Sur les déclarations de Lambert Mende en réaction à la prise de position de la CENCO sur la question de la révision constitutionnelle
Il s’agit d’un débat, Lambert donne le point de vue, supposé être celui du gouvernement auquel il appartient.
Le message de la CENCO, loin de violer la constitution, a l’avantage de pouvoir resituer le débat dans le contexte historique dans lequel cette constitution a été rédigée. Ce message a l’avantage de rappeler les bévues historiques que le constituant voudrait éviter au pays. Après avoir connu la dictature de Mobutu, on ne peut pas accepter que quelqu’un vienne après Mobutu et s’éternise au pouvoir. Aujourd’hui, que ce soit d’un côté l’opposition, ou de l’autre, le pouvoir os de Kinshasa, les deux donnent l’impression d’être les membres du statu quo qui n’ont aucune intention de vouloir réaliser une refondation systémique de l’Etat congolais.
Contrairement à ce que dit Lambert Mende, il n’y a pas de procès d’intention de la part de la CENCO. Cette constitution a déjà été modifiée au cours du jeu électoral de 2011, en passant de 2 à 1 tour pour la présidentielle. Les évêques jouent le rôle de lanceurs d’alerte et se disent, qui a bu boira.
Sur l’absence de consultation des populations dans ce débat autour de la révision de la constitution
L’absence de consultation des populations congolais fait que ce débat sent mauvais. Ce débat aurait été intéressant si nous voyions, peut-être qu’ils le font, nos acteurs politiques ou ceux qui en font office, allaient dans nos cités et villages les plus reculés pour échanger avec nos populations. C’est de cette manière qu’une conscience des intérêts partagés, entre ces politiciens et nos masses populaires se crée.

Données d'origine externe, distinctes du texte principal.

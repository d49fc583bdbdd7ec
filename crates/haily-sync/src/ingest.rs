//! Append-only ingestion of one report date, and the tiered polling driver around it.

use std::collections::{BTreeMap, HashSet};

use chrono::{DateTime, Duration, NaiveDate, Utc};
use haily_adapters::{parse_spc_csv, ParseError, SourceDocument};
use haily_core::{
    age_days, is_poll_due, tier_for, PollingTier, ReportKind, SourceToken, StormReport,
    StormReportDraft, PROTECTED_AGE_DAYS,
};
use serde::Serialize;
use tracing::{debug, info, info_span, warn, Instrument};
use uuid::Uuid;

use crate::ops::OperationScope;
use crate::store::{IngestionLogEntry, OperationKind, Trigger};
use crate::{SyncContext, SyncError};

#[derive(Debug, Clone, Serialize)]
pub struct IngestSummary {
    pub op_id: Uuid,
    pub date: NaiveDate,
    pub source_url: String,
    /// False when the source has no document for the date yet.
    pub published: bool,
    pub rows_parsed: u64,
    pub inserted_count: u64,
    pub skipped_count: u64,
    pub inserted_by_kind: BTreeMap<ReportKind, u64>,
    pub errors: Vec<ParseError>,
    pub started_at: DateTime<Utc>,
    pub finished_at: DateTime<Utc>,
}

#[derive(Debug, Clone, Serialize)]
#[serde(tag = "outcome", rename_all = "snake_case")]
pub enum PollOutcome {
    Skipped {
        date: NaiveDate,
        tier: PollingTier,
        next_due: Option<DateTime<Utc>>,
    },
    Ingested(IngestSummary),
}

#[derive(Debug, Clone, Default, Serialize)]
pub struct PollSweep {
    pub ingested: Vec<IngestSummary>,
    pub skipped: Vec<NaiveDate>,
    pub failures: Vec<PollFailure>,
}

#[derive(Debug, Clone, Serialize)]
pub struct PollFailure {
    pub date: NaiveDate,
    pub error: String,
}

/// Drops rows repeated within one document; the first occurrence wins.
pub(crate) fn stage_reports(
    drafts: Vec<StormReportDraft>,
    ingested_at: DateTime<Utc>,
) -> Vec<StormReport> {
    let mut seen = HashSet::new();
    drafts
        .into_iter()
        .filter(|d| seen.insert(d.content_fingerprint.clone()))
        .map(|d| StormReport::from_draft(d, ingested_at))
        .collect()
}

#[derive(Clone)]
pub struct IngestionPipeline {
    ctx: SyncContext,
}

impl IngestionPipeline {
    pub fn new(ctx: SyncContext) -> Self {
        Self { ctx }
    }

    /// Manual ingest of any supported date, protected ones included.
    pub async fn ingest(&self, date: NaiveDate) -> Result<IngestSummary, SyncError> {
        self.ctx.check_supported(date, Utc::now())?;
        self.run(date, Trigger::Manual).await
    }

    /// Scheduled poll: honors the tier cadence and refuses protected dates.
    pub async fn poll(&self, date: NaiveDate, now: DateTime<Utc>) -> Result<PollOutcome, SyncError> {
        let Some(age) = age_days(date, now) else {
            return Err(SyncError::DateOutOfRange {
                date,
                reason: "date is in the future".to_string(),
            });
        };
        let tier = tier_for(age);
        if tier.is_protected() {
            return Err(SyncError::DateOutOfRange {
                date,
                reason: format!(
                    "age {age} days is protected from scheduled polling; use reimport to refresh it"
                ),
            });
        }
        if date < self.ctx.earliest_date {
            return Err(SyncError::DateOutOfRange {
                date,
                reason: format!("before earliest supported date {}", self.ctx.earliest_date),
            });
        }

        let last_polled = self.ctx.store.last_successful_ingestion(date).await?;
        if !is_poll_due(date, last_polled, now) {
            let next_due = last_polled.and_then(|last| tier.cadence().next_due(last));
            debug!(%date, ?tier, ?next_due, "poll not due");
            return Ok(PollOutcome::Skipped { date, tier, next_due });
        }
        self.run(date, Trigger::Scheduled)
            .await
            .map(PollOutcome::Ingested)
    }

    /// Polls every non-protected date whose cadence has elapsed, newest first.
    pub async fn poll_due(&self, now: DateTime<Utc>) -> PollSweep {
        let today = now.date_naive();
        let mut sweep = PollSweep::default();
        for age in 0..i64::from(PROTECTED_AGE_DAYS) {
            let date = today - Duration::days(age);
            if date < self.ctx.earliest_date {
                break;
            }
            match self.poll(date, now).await {
                Ok(PollOutcome::Ingested(summary)) => sweep.ingested.push(summary),
                Ok(PollOutcome::Skipped { date, .. }) => sweep.skipped.push(date),
                Err(err) => {
                    warn!(%date, error = %err, "scheduled poll failed");
                    sweep.failures.push(PollFailure {
                        date,
                        error: err.to_string(),
                    });
                }
            }
        }
        info!(
            ingested = sweep.ingested.len(),
            skipped = sweep.skipped.len(),
            failed = sweep.failures.len(),
            "poll sweep complete"
        );
        sweep
    }

    async fn run(&self, date: NaiveDate, trigger: Trigger) -> Result<IngestSummary, SyncError> {
        let kind = match trigger {
            Trigger::Scheduled => OperationKind::Poll,
            Trigger::Manual => OperationKind::Ingest,
        };
        let scope = OperationScope::start(kind, trigger, Some(date));
        let span = info_span!("ingest", op_id = %scope.id, %date, trigger = trigger.as_str());
        async move {
            let _guard = self.ctx.locks.write(date).await;
            let result = self.ingest_locked(scope.id, date, scope.started_at()).await;
            self.log_attempt(date, scope.started_at(), &result).await;
            let (processed, new, error) = match &result {
                Ok(summary) => (summary.rows_parsed, summary.inserted_count, None),
                Err(err) => (0, 0, Some(err.to_string())),
            };
            scope.finish(self.ctx.store.as_ref(), processed, new, error).await;
            result
        }
        .instrument(span)
        .await
    }

    async fn ingest_locked(
        &self,
        op_id: Uuid,
        date: NaiveDate,
        started_at: DateTime<Utc>,
    ) -> Result<IngestSummary, SyncError> {
        let token = SourceToken::for_report_date(date);
        let document = self
            .ctx
            .source
            .fetch_day(op_id, token)
            .await
            .map_err(|source| SyncError::SourceFetch { date, source })?;

        let document = match document {
            SourceDocument::Published(doc) => doc,
            SourceDocument::NotPublished { url } => {
                info!(%url, "source document not published yet");
                return Ok(IngestSummary {
                    op_id,
                    date,
                    source_url: url,
                    published: false,
                    rows_parsed: 0,
                    inserted_count: 0,
                    skipped_count: 0,
                    inserted_by_kind: BTreeMap::new(),
                    errors: Vec::new(),
                    started_at,
                    finished_at: Utc::now(),
                });
            }
        };
        self.ctx.archive_document(&document).await;

        let parsed = parse_spc_csv(token, &document.body);
        for error in &parsed.errors {
            warn!(line = error.line, error = %error.kind, "skipped unparseable row");
        }
        let rows_parsed = parsed.drafts.len() as u64;

        let existing = self.ctx.store.fingerprints_for_date(date).await?;
        let fresh: Vec<StormReport> = stage_reports(parsed.drafts, Utc::now())
            .into_iter()
            .filter(|r| !existing.contains(&r.content_fingerprint))
            .collect();
        let inserted_count = self.ctx.store.insert_new(date, &fresh).await?;

        let mut inserted_by_kind: BTreeMap<ReportKind, u64> =
            ReportKind::ALL.into_iter().map(|k| (k, 0)).collect();
        for report in &fresh {
            *inserted_by_kind.entry(report.kind()).or_default() += 1;
        }

        let summary = IngestSummary {
            op_id,
            date,
            source_url: document.url,
            published: true,
            rows_parsed,
            inserted_count,
            skipped_count: rows_parsed.saturating_sub(inserted_count),
            inserted_by_kind,
            errors: parsed.errors,
            started_at,
            finished_at: Utc::now(),
        };
        info!(
            inserted = summary.inserted_count,
            skipped = summary.skipped_count,
            parse_errors = summary.errors.len(),
            "ingest complete"
        );
        Ok(summary)
    }

    async fn log_attempt(
        &self,
        date: NaiveDate,
        started_at: DateTime<Utc>,
        result: &Result<IngestSummary, SyncError>,
    ) {
        let by_kind = |summary: &IngestSummary, kind: ReportKind| {
            summary.inserted_by_kind.get(&kind).copied().unwrap_or(0)
        };
        let entry = match result {
            Ok(summary) => IngestionLogEntry {
                id: summary.op_id,
                report_date: date,
                url_attempted: summary.source_url.clone(),
                started_at,
                completed_at: summary.finished_at,
                success: true,
                tornado_reports: by_kind(summary, ReportKind::Tornado),
                wind_reports: by_kind(summary, ReportKind::Wind),
                hail_reports: by_kind(summary, ReportKind::Hail),
                inserted: summary.inserted_count,
                skipped: summary.skipped_count,
                parse_errors: summary.errors.len() as u64,
                error_message: None,
            },
            Err(err) => IngestionLogEntry {
                id: Uuid::new_v4(),
                report_date: date,
                url_attempted: self.ctx.source.location_for(SourceToken::for_report_date(date)),
                started_at,
                completed_at: Utc::now(),
                success: false,
                tornado_reports: 0,
                wind_reports: 0,
                hail_reports: 0,
                inserted: 0,
                skipped: 0,
                parse_errors: 0,
                error_message: Some(err.to_string()),
            },
        };
        if let Err(err) = self.ctx.store.record_ingestion(&entry).await {
            warn!(%date, error = %err, "failed to record ingestion attempt");
        }
    }
}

Il y a certes une lutte pour le pouvoir au Congo, mais pour le pouvoir du statu quo.
Nos évêques ont-ils le moyen de peser sur les acteurs politiques pour qu’ils ne s’adonnent pas au tripatouillage de la constitution ? Oui, les moyens dont ils disposent sont, entre autres, l’éducation civique à partir des communautés de base de façon que nos masses puissent être éveillés à ces questions et disent non à toute révision constitutionnelle.

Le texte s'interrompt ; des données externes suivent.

//! Reconciles stored per-date counts against the live source.

use std::sync::Arc;

use chrono::{DateTime, Days, NaiveDate, Utc};
use haily_adapters::{count_reports_in_csv, SourceDocument};
use haily_core::{MatchStatus, SourceToken, VerificationResult};
use serde::{Deserialize, Serialize};
use tokio::sync::Semaphore;
use tokio::task::JoinSet;
use tracing::{debug, info, info_span, warn, Instrument};
use uuid::Uuid;

use crate::ops::OperationScope;
use crate::store::{OperationKind, Trigger};
use crate::{SyncContext, SyncError};

/// Days per verification page.
pub const DEFAULT_WINDOW_DAYS: u32 = 60;

/// What the live source said about a date.
#[derive(Debug, Clone, PartialEq, Eq)]
pub enum LiveCount {
    Published(u64),
    NotPublished,
    Failed(String),
}

impl LiveCount {
    /// Count recorded on the verification row. An unpublished document counts as zero.
    pub fn recorded(&self) -> Option<u64> {
        match self {
            LiveCount::Published(n) => Some(*n),
            LiveCount::NotPublished => Some(0),
            LiveCount::Failed(_) => None,
        }
    }
}

/// Classification of one date given its stored and live counts.
/// `window_closed` is true once the date's reporting window has ended.
pub fn classify(stored: u64, live: &LiveCount, window_closed: bool) -> MatchStatus {
    match live {
        LiveCount::Failed(_) => MatchStatus::Pending,
        LiveCount::NotPublished if stored == 0 => {
            if window_closed {
                MatchStatus::Unavailable
            } else {
                MatchStatus::Pending
            }
        }
        LiveCount::NotPublished => MatchStatus::Mismatch,
        LiveCount::Published(n) if *n == stored => MatchStatus::Match,
        LiveCount::Published(_) if window_closed => MatchStatus::Mismatch,
        LiveCount::Published(_) => MatchStatus::Pending,
    }
}

#[derive(Debug, Clone, Copy, PartialEq, Eq, Serialize, Deserialize)]
pub struct DateRange {
    pub start: NaiveDate,
    pub end: NaiveDate,
}

impl DateRange {
    pub fn new(start: NaiveDate, end: NaiveDate) -> Self {
        Self { start, end }
    }

    /// Page `offset` of `days`-long blocks walking back from `today`,
    /// clamped to `earliest`. Page 0 ends today. Pages past the calendar
    /// or before `earliest` are empty.
    pub fn window(today: NaiveDate, offset: u32, days: u32, earliest: NaiveDate) -> Self {
        let days = u64::from(days.max(1));
        let end = u64::from(offset)
            .checked_mul(days)
            .and_then(|back| today.checked_sub_days(Days::new(back)));
        let Some(end) = end else {
            return Self {
                start: earliest,
                end: earliest.pred_opt().unwrap_or(NaiveDate::MIN),
            };
        };
        let start = end
            .checked_sub_days(Days::new(days - 1))
            .map_or(earliest, |start| start.max(earliest));
        Self { start, end }
    }

    pub fn is_empty(&self) -> bool {
        self.start > self.end
    }

    pub fn dates(&self) -> impl Iterator<Item = NaiveDate> {
        let end = self.end;
        self.start.iter_days().take_while(move |d| *d <= end)
    }
}

#[derive(Debug, Clone, Copy, Default, PartialEq, Serialize)]
pub struct VerificationSummary {
    pub total_dates: u64,
    pub matches: u64,
    pub mismatches: u64,
    pub pending: u64,
    pub processing: u64,
    pub unavailable: u64,
    pub match_percentage: f64,
}

impl VerificationSummary {
    pub fn from_results(results: &[VerificationResult]) -> Self {
        let mut summary = Self {
            total_dates: results.len() as u64,
            ..Self::default()
        };
        for result in results {
            match result.match_status {
                MatchStatus::Match => summary.matches += 1,
                MatchStatus::Mismatch => summary.mismatches += 1,
                MatchStatus::Pending => summary.pending += 1,
                MatchStatus::Processing => summary.processing += 1,
                MatchStatus::Unavailable => summary.unavailable += 1,
            }
        }
        if summary.total_dates > 0 {
            summary.match_percentage = summary.matches as f64 * 100.0 / summary.total_dates as f64;
        }
        summary
    }
}

#[derive(Debug, Clone, Serialize)]
pub struct VerificationRun {
    pub date_range: DateRange,
    /// Instant every classification in this run was evaluated against.
    pub checked_at: DateTime<Utc>,
    pub results: Vec<VerificationResult>,
    pub summary: VerificationSummary,
}

#[derive(Clone)]
pub struct IntegrityVerifier {
    ctx: SyncContext,
    concurrency: usize,
}

impl IntegrityVerifier {
    pub fn new(ctx: SyncContext, concurrency: usize) -> Self {
        Self {
            ctx,
            concurrency: concurrency.max(1),
        }
    }

    pub async fn verify_date(&self, date: NaiveDate) -> Result<VerificationResult, SyncError> {
        let scope = OperationScope::start(OperationKind::Verify, Trigger::Manual, Some(date));
        let result = self.verify_at(date, Utc::now()).await;
        let error = result.as_ref().err().map(ToString::to_string);
        scope.finish(self.ctx.store.as_ref(), 1, 0, error).await;
        result
    }

    /// Verifies every date in `range`. All dates are classified against the
    /// instant the run started, so a date crossing a boundary mid-run is
    /// judged consistently.
    pub async fn verify_range(
        &self,
        range: DateRange,
        trigger: Trigger,
    ) -> Result<VerificationRun, SyncError> {
        let scope = OperationScope::start(OperationKind::Verify, trigger, None);
        let now = scope.started_at();
        let span = info_span!("verify", op_id = %scope.id, start = %range.start, end = %range.end);
        let outcome = self.fan_out(range, now).instrument(span).await;

        let (processed, error) = match &outcome {
            Ok(results) => (results.len() as u64, None),
            Err(err) => (0, Some(err.to_string())),
        };
        scope.finish(self.ctx.store.as_ref(), processed, 0, error).await;

        let results = outcome?;
        let summary = VerificationSummary::from_results(&results);
        info!(
            dates = summary.total_dates,
            matches = summary.matches,
            mismatches = summary.mismatches,
            pending = summary.pending,
            "verification run complete"
        );
        Ok(VerificationRun {
            date_range: range,
            checked_at: now,
            results,
            summary,
        })
    }

    /// Stored verification rows for a window, without touching the source.
    pub async fn stored_window(&self, range: DateRange) -> Result<Vec<VerificationResult>, SyncError> {
        Ok(self.ctx.store.verifications_between(range.start, range.end).await?)
    }

    async fn fan_out(
        &self,
        range: DateRange,
        now: DateTime<Utc>,
    ) -> Result<Vec<VerificationResult>, SyncError> {
        let permits = Arc::new(Semaphore::new(self.concurrency));
        let mut tasks = JoinSet::new();
        for date in range.dates() {
            let verifier = self.clone();
            let permits = Arc::clone(&permits);
            tasks.spawn(async move {
                let _permit = permits
                    .acquire_owned()
                    .await
                    .map_err(|e| SyncError::Task(e.to_string()))?;
                verifier.verify_at(date, now).await
            });
        }

        let mut results = Vec::new();
        let mut first_error = None;
        while let Some(joined) = tasks.join_next().await {
            match joined {
                Ok(Ok(result)) => results.push(result),
                Ok(Err(err)) => {
                    warn!(error = %err, "date verification failed");
                    first_error.get_or_insert(err);
                }
                Err(join_err) => {
                    first_error.get_or_insert(SyncError::Task(join_err.to_string()));
                }
            }
        }
        if let Some(err) = first_error {
            return Err(err);
        }
        results.sort_by_key(|r| r.date);
        Ok(results)
    }

    pub(crate) async fn verify_at(
        &self,
        date: NaiveDate,
        now: DateTime<Utc>,
    ) -> Result<VerificationResult, SyncError> {
        if date < self.ctx.earliest_date || date > now.date_naive() {
            let _guard = self.ctx.locks.write(date).await;
            let result = VerificationResult {
                date,
                hailydb_count: self.ctx.store.count_reports(date).await?,
                spc_live_count: None,
                match_status: MatchStatus::Unavailable,
                last_checked_at: now,
                last_error: Some("date outside the supported range".to_string()),
            };
            self.ctx.store.upsert_verification(&result).await?;
            return Ok(result);
        }
        if self.ctx.locks.is_reimporting(date) {
            return self.processing(date, now).await;
        }

        let token = SourceToken::for_report_date(date);
        let live = self.live_count(token).await;

        let _guard = self.ctx.locks.write(date).await;
        // A reimport that queued behind us owns the next write.
        if self.ctx.locks.is_reimporting(date) {
            return self.processing(date, now).await;
        }
        let stored = self.ctx.store.count_reports(date).await?;
        let status = classify(stored, &live, now > token.window_close());
        let result = VerificationResult {
            date,
            hailydb_count: stored,
            spc_live_count: live.recorded(),
            match_status: status,
            last_checked_at: now,
            last_error: match &live {
                LiveCount::Failed(reason) => Some(reason.clone()),
                _ => None,
            },
        };
        self.ctx.store.upsert_verification(&result).await?;
        debug!(%date, stored, live = ?result.spc_live_count, %status, "verified date");
        Ok(result)
    }

    /// Reported while a reimport holds the date; nothing is written.
    async fn processing(
        &self,
        date: NaiveDate,
        now: DateTime<Utc>,
    ) -> Result<VerificationResult, SyncError> {
        let previous = self.ctx.store.load_verification(date).await?;
        Ok(VerificationResult {
            date,
            hailydb_count: self.ctx.store.count_reports(date).await?,
            spc_live_count: previous.and_then(|p| p.spc_live_count),
            match_status: MatchStatus::Processing,
            last_checked_at: now,
            last_error: None,
        })
    }

    async fn live_count(&self, token: SourceToken) -> LiveCount {
        match self.ctx.source.fetch_day(Uuid::new_v4(), token).await {
            Ok(SourceDocument::Published(doc)) => LiveCount::Published(count_reports_in_csv(&doc.body)),
            Ok(SourceDocument::NotPublished { .. }) => LiveCount::NotPublished,
            Err(err) => {
                warn!(%token, error = %err, "live count unavailable");
                LiveCount::Failed(err.to_string())
            }
        }
    }
}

Ce qui peut leur échapper est le fait qu’ils ne pourront peut-être pas peser sur les décisions de l’assemblée nationale qui est une caisse de résonance de la majorité dite présidentielle.

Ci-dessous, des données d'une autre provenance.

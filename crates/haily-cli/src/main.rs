use anyhow::{Context, Result};
use chrono::{NaiveDate, Utc};
use clap::{Parser, Subcommand};
use haily_sync::{
    prune_operation_log, DateRange, HailyService, PgReportStore, SyncConfig, Trigger,
    DEFAULT_WINDOW_DAYS,
};
use serde::Serialize;
use tracing::info;
use tracing_subscriber::EnvFilter;

#[derive(Debug, Parser)]
#[command(name = "haily-cli")]
#[command(about = "Storm report ingestion, verification and reimport")]
struct Cli {
    #[command(subcommand)]
    command: Option<Commands>,
}

#[derive(Debug, Subcommand)]
enum Commands {
    /// Poll every date whose cadence has elapsed.
    Poll,
    /// Ingest one date, appending reports not yet stored.
    Ingest {
        #[arg(long)]
        date: NaiveDate,
    },
    /// Compare stored counts with the live source.
    Verify {
        /// Verify a single date instead of a window.
        #[arg(long)]
        date: Option<NaiveDate>,
        #[arg(long, default_value_t = 0)]
        offset: u32,
        #[arg(long, default_value_t = DEFAULT_WINDOW_DAYS)]
        days: u32,
    },
    /// Replace one date's reports with a fresh fetch.
    Reimport {
        #[arg(long)]
        date: NaiveDate,
    },
    /// Verify a window and reimport mismatched dates inside the polling horizon.
    Reconcile {
        #[arg(long, default_value_t = 0)]
        offset: u32,
        #[arg(long, default_value_t = 16)]
        days: u32,
    },
    /// Operation counts for the last day and stored reports by type.
    Status,
    /// Drop operation log rows past the retention period.
    Prune {
        #[arg(long)]
        retention_days: Option<u32>,
    },
    Migrate,
    Serve,
    /// Run the polling scheduler in the foreground until interrupted.
    Schedule,
}

fn init_tracing() {
    tracing_subscriber::fmt()
        .with_env_filter(
            EnvFilter::try_from_default_env().unwrap_or_else(|_| EnvFilter::new("info")),
        )
        .with_target(false)
        .init();
}

fn print_json<T: Serialize>(value: &T) -> Result<()> {
    println!("{}", serde_json::to_string_pretty(value)?);
    Ok(())
}

#[tokio::main]
async fn main() -> Result<()> {
    init_tracing();
    let cli = Cli::parse();
    let config = SyncConfig::from_env();

    match cli.command.unwrap_or(Commands::Poll) {
        Commands::Poll => {
            let service = HailyService::from_config(&config).await?;
            let sweep = service.ingest.poll_due(Utc::now()).await;
            print_json(&sweep)?;
        }
        Commands::Ingest { date } => {
            let service = HailyService::from_config(&config).await?;
            let summary = service.ingest.ingest(date).await?;
            print_json(&summary)?;
        }
        Commands::Verify { date, offset, days } => {
            let service = HailyService::from_config(&config).await?;
            match date {
                Some(date) => print_json(&service.verifier.verify_date(date).await?)?,
                None => {
                    let range =
                        DateRange::window(Utc::now().date_naive(), offset, days, config.earliest_date);
                    let run = service.verifier.verify_range(range, Trigger::Manual).await?;
                    print_json(&run)?;
                }
            }
        }
        Commands::Reimport { date } => {
            let service = HailyService::from_config(&config).await?;
            let report = service.reimport.reimport(date).await?;
            println!("{}", report.message());
            print_json(&report)?;
        }
        Commands::Reconcile { offset, days } => {
            let service = HailyService::from_config(&config).await?;
            let range = DateRange::window(Utc::now().date_naive(), offset, days, config.earliest_date);
            let report = service.reconcile(range, Trigger::Manual).await?;
            print_json(&report)?;
        }
        Commands::Status => {
            let service = HailyService::from_config(&config).await?;
            print_json(&service.status().await?)?;
        }
        Commands::Prune { retention_days } => {
            let service = HailyService::from_config(&config).await?;
            let days = retention_days.unwrap_or(config.log_retention_days);
            let deleted = prune_operation_log(service.ctx.store.as_ref(), Utc::now(), days).await?;
            println!("pruned {deleted} operation log rows older than {days} days");
        }
        Commands::Migrate => {
            let url = config
                .database_url
                .as_deref()
                .context("DATABASE_URL must be set to run migrations")?;
            PgReportStore::connect(url).await?.migrate().await?;
            println!("migrations applied");
        }
        Commands::Serve => {
            haily_web::serve_from_env().await?;
        }
        Commands::Schedule => {
            let mut config = config;
            config.scheduler_enabled = true;
            let service = HailyService::from_config(&config).await?;
            let sched = haily_sync::maybe_build_scheduler(service, &config)
                .await?
                .context("scheduler was not built")?;
            sched.start().await?;
            info!(cron = %config.poll_cron, "scheduler running; press Ctrl-C to stop");
            tokio::signal::ctrl_c().await?;
            info!("shutting down scheduler");
        }
    }

    Ok(())
}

Sur le processus électoral au Congo
Le processus électoral conçu au Congo depuis 2006, jusqu’à ce jour, a un côté faux très prononcé. Il nous engage dans des débats futiles et inutiles. Comment voulez-vous que dans ce théâtre, ceux qui sont au Congo, au gouvernement ou dans les tribunaux, qui sont informés de là où vient la mission de Malu Malu, aillent jouer contre lui ?
Et pendant ce temps, nos terres sont vendus, nos villages sont dépeuplés..
Ou l’opposition ne semble pas comprendre les enjeux. Ou elle comprend les enjeux et participe du théâtre conçu de l’extérieur.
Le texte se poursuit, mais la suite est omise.